WHAT TO WORK ON: What is needed is a single figure: how many lines of the records below contain the word "AnthropicRequest".

RECORDS FOR THIS TASK:
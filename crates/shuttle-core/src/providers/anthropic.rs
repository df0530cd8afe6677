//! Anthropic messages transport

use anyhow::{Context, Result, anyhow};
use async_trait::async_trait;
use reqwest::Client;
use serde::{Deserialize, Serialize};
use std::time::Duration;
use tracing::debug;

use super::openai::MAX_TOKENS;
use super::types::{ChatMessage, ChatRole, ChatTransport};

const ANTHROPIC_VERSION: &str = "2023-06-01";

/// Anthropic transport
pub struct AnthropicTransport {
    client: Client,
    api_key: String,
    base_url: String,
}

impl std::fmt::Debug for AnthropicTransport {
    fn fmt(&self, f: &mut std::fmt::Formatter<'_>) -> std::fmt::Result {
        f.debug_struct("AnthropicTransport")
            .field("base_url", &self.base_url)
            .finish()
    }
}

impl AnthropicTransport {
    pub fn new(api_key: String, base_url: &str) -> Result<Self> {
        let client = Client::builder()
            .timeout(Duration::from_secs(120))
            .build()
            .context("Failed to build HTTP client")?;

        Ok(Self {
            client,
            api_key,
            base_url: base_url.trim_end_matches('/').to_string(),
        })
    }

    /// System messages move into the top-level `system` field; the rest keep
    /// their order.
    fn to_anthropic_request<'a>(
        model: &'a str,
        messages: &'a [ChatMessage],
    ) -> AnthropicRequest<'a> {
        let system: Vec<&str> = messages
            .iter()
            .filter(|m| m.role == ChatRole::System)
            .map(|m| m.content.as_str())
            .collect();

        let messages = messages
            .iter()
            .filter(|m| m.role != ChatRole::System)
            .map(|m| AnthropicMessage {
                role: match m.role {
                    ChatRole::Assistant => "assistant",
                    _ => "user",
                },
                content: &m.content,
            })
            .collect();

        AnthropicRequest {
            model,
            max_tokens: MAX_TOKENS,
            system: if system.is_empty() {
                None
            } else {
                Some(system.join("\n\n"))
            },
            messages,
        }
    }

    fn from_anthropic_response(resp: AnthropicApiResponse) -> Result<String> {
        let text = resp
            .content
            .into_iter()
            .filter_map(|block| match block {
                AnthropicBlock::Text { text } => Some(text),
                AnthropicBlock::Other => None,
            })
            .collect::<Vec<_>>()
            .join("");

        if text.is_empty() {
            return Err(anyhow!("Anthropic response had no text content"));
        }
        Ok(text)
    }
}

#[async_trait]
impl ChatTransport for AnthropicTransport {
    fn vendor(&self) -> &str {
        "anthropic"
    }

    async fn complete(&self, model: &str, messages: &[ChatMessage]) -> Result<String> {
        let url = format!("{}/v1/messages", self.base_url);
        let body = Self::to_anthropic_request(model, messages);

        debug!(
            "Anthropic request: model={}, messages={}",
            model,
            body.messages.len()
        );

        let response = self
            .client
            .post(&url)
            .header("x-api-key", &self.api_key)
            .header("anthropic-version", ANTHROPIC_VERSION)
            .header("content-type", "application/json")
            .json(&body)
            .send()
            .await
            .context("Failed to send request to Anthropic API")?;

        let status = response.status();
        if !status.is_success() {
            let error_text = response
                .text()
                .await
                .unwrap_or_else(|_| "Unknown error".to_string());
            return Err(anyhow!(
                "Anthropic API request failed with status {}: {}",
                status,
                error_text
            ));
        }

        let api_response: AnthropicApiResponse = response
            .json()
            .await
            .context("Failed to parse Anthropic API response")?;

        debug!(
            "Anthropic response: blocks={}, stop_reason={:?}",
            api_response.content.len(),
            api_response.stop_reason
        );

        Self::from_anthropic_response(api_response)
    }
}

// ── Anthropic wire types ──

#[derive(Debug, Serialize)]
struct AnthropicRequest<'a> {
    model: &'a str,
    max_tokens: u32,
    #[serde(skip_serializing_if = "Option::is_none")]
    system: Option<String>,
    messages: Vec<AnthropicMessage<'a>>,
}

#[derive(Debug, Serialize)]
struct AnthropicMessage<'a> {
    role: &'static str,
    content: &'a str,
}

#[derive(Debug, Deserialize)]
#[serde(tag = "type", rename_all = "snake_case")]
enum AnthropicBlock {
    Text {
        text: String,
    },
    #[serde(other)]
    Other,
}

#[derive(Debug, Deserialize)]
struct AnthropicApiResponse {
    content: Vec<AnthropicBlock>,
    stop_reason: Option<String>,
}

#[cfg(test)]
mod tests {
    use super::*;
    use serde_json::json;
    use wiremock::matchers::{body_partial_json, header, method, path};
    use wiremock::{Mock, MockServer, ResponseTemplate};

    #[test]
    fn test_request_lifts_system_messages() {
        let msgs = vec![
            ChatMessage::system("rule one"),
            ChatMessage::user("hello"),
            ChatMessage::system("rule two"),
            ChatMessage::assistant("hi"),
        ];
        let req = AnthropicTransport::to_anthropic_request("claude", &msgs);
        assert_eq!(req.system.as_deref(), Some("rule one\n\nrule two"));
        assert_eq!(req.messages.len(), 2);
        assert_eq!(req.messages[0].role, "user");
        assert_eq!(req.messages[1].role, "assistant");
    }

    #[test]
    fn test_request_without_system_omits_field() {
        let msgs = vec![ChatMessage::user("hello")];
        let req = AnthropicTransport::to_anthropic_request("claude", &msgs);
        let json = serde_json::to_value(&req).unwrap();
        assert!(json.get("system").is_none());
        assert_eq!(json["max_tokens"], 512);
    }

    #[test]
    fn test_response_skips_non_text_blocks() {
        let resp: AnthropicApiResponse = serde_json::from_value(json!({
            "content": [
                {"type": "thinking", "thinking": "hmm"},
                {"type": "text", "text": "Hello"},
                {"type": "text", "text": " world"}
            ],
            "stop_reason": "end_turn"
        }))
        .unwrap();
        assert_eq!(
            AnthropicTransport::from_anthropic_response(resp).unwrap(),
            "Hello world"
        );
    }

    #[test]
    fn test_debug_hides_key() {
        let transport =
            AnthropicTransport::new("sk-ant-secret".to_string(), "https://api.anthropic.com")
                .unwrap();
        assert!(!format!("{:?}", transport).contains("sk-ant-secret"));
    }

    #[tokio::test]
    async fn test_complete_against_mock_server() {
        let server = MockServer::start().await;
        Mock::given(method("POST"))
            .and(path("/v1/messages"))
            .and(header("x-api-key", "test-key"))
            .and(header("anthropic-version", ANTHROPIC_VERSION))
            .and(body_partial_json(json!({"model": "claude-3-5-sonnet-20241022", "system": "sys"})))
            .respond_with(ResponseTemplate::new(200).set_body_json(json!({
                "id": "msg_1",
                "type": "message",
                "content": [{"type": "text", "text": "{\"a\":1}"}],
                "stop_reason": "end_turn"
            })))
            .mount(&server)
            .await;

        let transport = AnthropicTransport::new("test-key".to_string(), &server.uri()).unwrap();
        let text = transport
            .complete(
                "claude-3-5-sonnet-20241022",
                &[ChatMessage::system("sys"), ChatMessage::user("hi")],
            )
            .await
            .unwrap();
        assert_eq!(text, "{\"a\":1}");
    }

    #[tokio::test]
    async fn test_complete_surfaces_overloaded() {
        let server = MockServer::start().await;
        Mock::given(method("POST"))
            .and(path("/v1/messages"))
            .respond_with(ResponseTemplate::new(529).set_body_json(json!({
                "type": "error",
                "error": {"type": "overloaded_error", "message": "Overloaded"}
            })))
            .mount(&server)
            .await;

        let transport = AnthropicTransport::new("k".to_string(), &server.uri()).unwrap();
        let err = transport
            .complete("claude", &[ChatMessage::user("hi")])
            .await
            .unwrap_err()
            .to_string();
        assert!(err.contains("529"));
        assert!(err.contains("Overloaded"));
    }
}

SOLUTION FOR THIS EXERCISE: 3